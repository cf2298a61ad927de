//! Error types for charity-ingest
//!
//! One crate-wide error enum covering the fetch, extract, decode, and
//! index-provisioning stages. The orchestrator catches these at the
//! per-source boundary; [`Error::is_fatal`] marks the kinds that leave no
//! well-defined partial result for a source.

use thiserror::Error;

/// Result type alias for charity-ingest operations
pub type Result<T> = std::result::Result<T, Error>;

/// Main error type for charity-ingest
#[derive(Debug, Error)]
pub enum Error {
    /// Regulator endpoint answered with a non-2xx status
    #[error("fetch failed for {url}: HTTP {status} {reason}")]
    Fetch {
        /// The URL that was requested
        url: String,
        /// HTTP status code of the response
        status: u16,
        /// Status reason phrase (e.g. "Internal Server Error")
        reason: String,
    },

    /// HTML scrape found no anchor matching the download-link pattern
    #[error("no download link matching `{pattern}` found at {url}")]
    LinkNotFound {
        /// The page that was scraped
        url: String,
        /// The URL pattern the scrape was looking for
        pattern: String,
    },

    /// The named form is missing from the fetched page
    #[error("form `{selector}` not found at {url}")]
    FormNotFound {
        /// The page that was fetched
        url: String,
        /// CSS selector naming the form
        selector: String,
    },

    /// Fetched HTML could not be processed
    #[error("HTML error: {0}")]
    Html(String),

    /// Payload is not a valid ZIP container
    #[error("archive error: {0}")]
    Archive(String),

    /// Archive contents violate a structural assumption — fatal
    #[error("unexpected archive entry count: expected {expected}, found {found}")]
    UnexpectedEntryCount {
        /// The number of entries the caller asserted
        expected: usize,
        /// The number of entries actually present
        found: usize,
    },

    /// Truncated or corrupt bulk-export byte stream — fatal for that file
    #[error("malformed bulk extract at byte {offset}: {reason}")]
    MalformedExtract {
        /// Byte offset into the payload where decoding failed
        offset: usize,
        /// What went wrong at that offset
        reason: String,
    },

    /// Index store request failed with an unexpected status
    #[error("index store error: {0}")]
    Index(String),

    /// Network-level failure from the HTTP client
    #[error("network error: {0}")]
    Network(#[from] reqwest::Error),

    /// URL construction failed
    #[error("invalid URL: {0}")]
    Url(#[from] url::ParseError),

    /// CSV serialization failed
    #[error("CSV error: {0}")]
    Csv(#[from] csv::Error),

    /// I/O error
    #[error("I/O error: {0}")]
    Io(#[from] std::io::Error),
}

impl Error {
    /// Whether this error leaves no well-defined partial result for the
    /// source being processed.
    ///
    /// Fatal kinds are an entry-count mismatch (downstream logic assumes
    /// exactly one payload) and a malformed bulk extract (truncated input
    /// must not be treated as data). All errors abort the owning source;
    /// fatal ones additionally fail the run's exit status even when the
    /// remaining sources succeed.
    #[must_use]
    pub fn is_fatal(&self) -> bool {
        matches!(
            self,
            Error::UnexpectedEntryCount { .. } | Error::MalformedExtract { .. }
        )
    }
}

----

## ACTIVITY
When a line in the data above contains the string "UnexpectedEntryCount", copy that line.

## EXERCISE OUTPUT
    UnexpectedEntryCount {
            Error::UnexpectedEntryCount { .. } | Error::MalformedExtract { .. }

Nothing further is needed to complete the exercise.